On the day of her wedding, Kate (Eva Longoria Parker) is ordering around wait staff and generally trying to take control of everything, while her fiancé Henry (Paul Rudd) tries to calm her and get her to just let things go. Turns out, Kate has a hard time letting go, but we aren't offered the privilege of watching her controlling nature on the temporal plane for long. A drunken ice sculptor (Stephen Root, the current king of cameos; here he's once again underused) brings her an ice sculpture of a wingless angel, which Kate thinks should have wings, so she orders him to get the statue some wings before the ceremony that day.

Kate notices that the sculptor is about to back in to her flowers and does the only thing a sane person would do: She runs behind a reversing truck to try to stop it. Obviously, she dies. A year later, Henry still isn't over Kate (In reality, that would probably be true, but considering the little we've seen of her character, it seems unlikely). His sister Chloe (Lindsay Sloane) brings him to a psychic Ashley (Lake Bell) so he can try to communicate with his dead fiancée and find closure.

That Henry and Ashley hit it off should be obvious to everyone. Ashley's psychic abilities are real, or at least they are when the deceased fiancée of the man with whom she starts a relationship is involved. That Kate's ghost comes back to prevent their relationship should be obvious to anyone who has seen ads for the movie or is curious about why an actress whose character dies within five minutes gets top billing. Kate's plan is simple: Haunt and otherwise irritate Ashley until she finally gives up on Henry. So we get a bunch of unimaginative gags.

Kate pretends to be a client possessed by a ghost and levitates. She makes Ashley believe there's a fire at the gym while she's in the shower, causing the psychic to run naked on to the gym floor. Kate keeps Ashley awake all night talking about her former pets and later tries to distract her as Ashley and Henry are about to have sex for the first time. It's routine stuff with some pratfalls thrown in for mediocre measure that ends up without laughs. Part of the problem is that Eva Longoria Parker's screen personality and sharpness as a comedienne are inversely proportional to her looks, but the majority of it is a lazy script.

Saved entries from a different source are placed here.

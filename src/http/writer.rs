use tokio::io::{AsyncWrite, AsyncWriteExt};

use crate::http::response::Response;

pub const HTTP_VERSION: &str = "HTTP/1.0";

/// Renders the status line, e.g. `HTTP/1.0 200 OK`, without terminator.
pub fn status_line(resp: &Response) -> String {
    format!(
        "{} {} {}",
        HTTP_VERSION,
        resp.status.as_u16(),
        resp.status.reason_phrase()
    )
}

pub fn serialize_response(resp: &Response) -> Vec<u8> {
    let mut buf = Vec::with_capacity(128 + resp.body.len());

    // Status line
    buf.extend_from_slice(status_line(resp).as_bytes());
    buf.extend_from_slice(b"\r\n");

    // Headers
    for (k, v) in &resp.headers {
        buf.extend_from_slice(k.as_bytes());
        buf.extend_from_slice(b": ");
        buf.extend_from_slice(v.as_bytes());
        buf.extend_from_slice(b"\r\n");
    }

    // Header/body separator
    buf.extend_from_slice(b"\r\n");

    // Body
    buf.extend_from_slice(&resp.body);

    buf
}

pub struct ResponseWriter {
    buffer: Vec<u8>,
}

impl ResponseWriter {
    pub fn new(response: &Response) -> Self {
        Self {
            buffer: serialize_response(response),
        }
    }

    pub async fn write_to_stream<W>(&self, stream: &mut W) -> anyhow::Result<()>
    where
        W: AsyncWrite + Unpin,
    {
        stream.write_all(&self.buffer).await?;
        stream.flush().await?;
        Ok(())
    }
}
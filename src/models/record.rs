//! Payroll record model and related vocabulary types.
//!
//! This module defines the [`PayrollRecord`] entity — one per employee per
//! pay period — together with its lifecycle status, payment method, and
//! the monetary breakdown derived by the calculation engine.

use std::collections::BTreeMap;
use std::fmt;

use chrono::{DateTime, Utc};
use rust_decimal::Decimal;
use serde::{Deserialize, Serialize};
use uuid::Uuid;

use super::PayPeriod;

/// Lifecycle status of a payroll record.
#[derive(Debug, Clone, Copy, PartialEq, Eq, Hash, Serialize, Deserialize)]
#[serde(rename_all = "snake_case")]
pub enum PayStatus {
    /// Inputs are editable; the record has not entered the approval flow.
    Draft,
    /// Submitted for approval; inputs are frozen.
    Submitted,
    /// Approved by an approver; awaiting payment.
    Approved,
    /// Rejected by an approver; may be edited and resubmitted.
    Rejected,
    /// Paid out. Terminal.
    Paid,
}

impl fmt::Display for PayStatus {
    fn fmt(&self, f: &mut fmt::Formatter<'_>) -> fmt::Result {
        let s = match self {
            PayStatus::Draft => "draft",
            PayStatus::Submitted => "submitted",
            PayStatus::Approved => "approved",
            PayStatus::Rejected => "rejected",
            PayStatus::Paid => "paid",
        };
        f.write_str(s)
    }
}

/// A workflow action that advances a record through its lifecycle.
#[derive(Debug, Clone, Copy, PartialEq, Eq, Serialize, Deserialize)]
#[serde(rename_all = "snake_case")]
pub enum PayrollAction {
    /// draft → submitted (preparer).
    Submit,
    /// submitted → approved (approver).
    Approve,
    /// submitted → rejected (approver, comment required).
    Reject,
    /// rejected → draft (preparer).
    Resubmit,
    /// approved → paid (approver, payment method required).
    MarkPaid,
}

impl fmt::Display for PayrollAction {
    fn fmt(&self, f: &mut fmt::Formatter<'_>) -> fmt::Result {
        let s = match self {
            PayrollAction::Submit => "submit",
            PayrollAction::Approve => "approve",
            PayrollAction::Reject => "reject",
            PayrollAction::Resubmit => "resubmit",
            PayrollAction::MarkPaid => "mark_paid",
        };
        f.write_str(s)
    }
}

/// How an approved record is paid out.
#[derive(Debug, Clone, Copy, PartialEq, Eq, Serialize, Deserialize)]
#[serde(rename_all = "snake_case")]
pub enum PaymentMethod {
    /// Direct bank transfer.
    BankTransfer,
    /// Cash payment.
    Cash,
    /// Paper cheque.
    Cheque,
}

impl fmt::Display for PaymentMethod {
    fn fmt(&self, f: &mut fmt::Formatter<'_>) -> fmt::Result {
        let s = match self {
            PaymentMethod::BankTransfer => "bank_transfer",
            PaymentMethod::Cash => "cash",
            PaymentMethod::Cheque => "cheque",
        };
        f.write_str(s)
    }
}

/// The derived monetary breakdown produced by the calculation engine.
///
/// All fields are rounded to whole currency units, and
/// `net_pay = gross_pay - tax_amount - social_security - health_insurance`
/// holds exactly.
#[derive(Debug, Clone, Copy, PartialEq, Eq, Serialize, Deserialize)]
pub struct PayBreakdown {
    /// Sum of all earned components before deductions.
    pub gross_pay: Decimal,
    /// Income tax withheld.
    pub tax_amount: Decimal,
    /// Social security contribution.
    pub social_security: Decimal,
    /// Health insurance contribution.
    pub health_insurance: Decimal,
    /// Amount actually payable.
    pub net_pay: Decimal,
}

/// One payroll record: the unit of work, one per employee per pay period.
#[derive(Debug, Clone, PartialEq, Serialize, Deserialize)]
pub struct PayrollRecord {
    /// Unique identifier. Immutable.
    pub id: Uuid,
    /// Reference to the externally-owned employee entity.
    pub employee_id: String,
    /// The pay period this record covers. Immutable after creation.
    pub period: PayPeriod,
    /// Base salary for the period.
    pub basic_salary: Decimal,
    /// Named allowance components (transport, housing, ...).
    #[serde(default)]
    pub allowances: BTreeMap<String, Decimal>,
    /// Named deduction components (loans, advances, ...).
    #[serde(default)]
    pub deductions: BTreeMap<String, Decimal>,
    /// Overtime pay for the period.
    pub overtime_pay: Decimal,
    /// One-off bonus for the period.
    pub bonus: Decimal,
    /// Derived breakdown; recomputed whenever inputs change while editable.
    pub breakdown: PayBreakdown,
    /// Days worked in the period.
    pub working_days: u32,
    /// Unexcused absent days in the period.
    pub absent_days: u32,
    /// Approved leave days in the period.
    pub leave_days: u32,
    /// Current lifecycle status.
    pub status: PayStatus,
    /// Payment method; required before the record can be marked paid.
    pub payment_method: Option<PaymentMethod>,
    /// Comment recorded by the approve transition.
    pub approval_comment: Option<String>,
    /// Comment recorded by the reject transition.
    pub rejection_comment: Option<String>,
    /// Optimistic concurrency counter; incremented by every write.
    pub version: u64,
    /// Creation timestamp.
    pub created_at: DateTime<Utc>,
    /// Last modification timestamp.
    pub updated_at: DateTime<Utc>,
}

impl PayrollRecord {
    /// Creates a new draft record with zeroed derived fields.
    pub fn new_draft(employee_id: impl Into<String>, period: PayPeriod, now: DateTime<Utc>) -> Self {
        Self {
            id: Uuid::new_v4(),
            employee_id: employee_id.into(),
            period,
            basic_salary: Decimal::ZERO,
            allowances: BTreeMap::new(),
            deductions: BTreeMap::new(),
            overtime_pay: Decimal::ZERO,
            bonus: Decimal::ZERO,
            breakdown: PayBreakdown {
                gross_pay: Decimal::ZERO,
                tax_amount: Decimal::ZERO,
                social_security: Decimal::ZERO,
                health_insurance: Decimal::ZERO,
                net_pay: Decimal::ZERO,
            },
            working_days: 0,
            absent_days: 0,
            leave_days: 0,
            status: PayStatus::Draft,
            payment_method: None,
            approval_comment: None,
            rejection_comment: None,
            version: 1,
            created_at: now,
            updated_at: now,
        }
    }

    /// Returns true if monetary and attendance inputs may still be edited.
    ///
    /// Inputs are frozen once a record is submitted; rejection returns it
    /// to an editable state.
    pub fn is_editable(&self) -> bool {
        matches!(self.status, PayStatus::Draft | PayStatus::Rejected)
    }

    /// Sum of all deduction components.
    pub fn total_deductions(&self) -> Decimal {
        self.deductions.values().copied().sum()
    }

    /// Sum of all allowance components.
    pub fn total_allowances(&self) -> Decimal {
        self.allowances.values().copied().sum()
    }
}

The basics of the story are harmless enough—unimaginative, too, yes, but still harmless. Writer/director Jeff Lowell doesn't leave it there, though, and what should be innocent stuff instead has an unfortunate unpleasant streak. A key plot point I've yet to mention before Henry and Ashley begin their relationship has Chloe bringing Kate's diary to the psychic. Ashley can use the information within it to tell Henry things about Kate about which only he would know, making it easier for her to help him move on. So Kate, as disagreeable as she is, has a point in trying to keep Ashley and Henry apart.

As usual, the diary becomes the catalyst for the inevitable complications that will arise in the relationship, and we can pretty much disregard Chloe, Ashley, and Kate as characters we want to find happiness as a result. Whatever lesson we're supposed to learn about either Ashley or her gay assistant Dan (Jason Biggs) when he reveals a long-kept secret is probably best left unexplored. Meanwhile, Henry's fine, and Paul Rudd is such a smartass in every moment, one has to wonder if it goes beyond how the role was written and into Rudd simply mocking the script.

Over Her Dead Body does feature an incredibly strange Chekhov's gun: A parakeet that's established as being unable to talk in the first act will become the vessel for the ghost to communicate with her former fiancé in the third act. The rest of the movie is as bland, and when the "A film by" credit hovers above the entire cast and crew in the final credits, one could see it either as a generous gesture acknowledging the collaborative effort that is making a movie or as sharing the blame.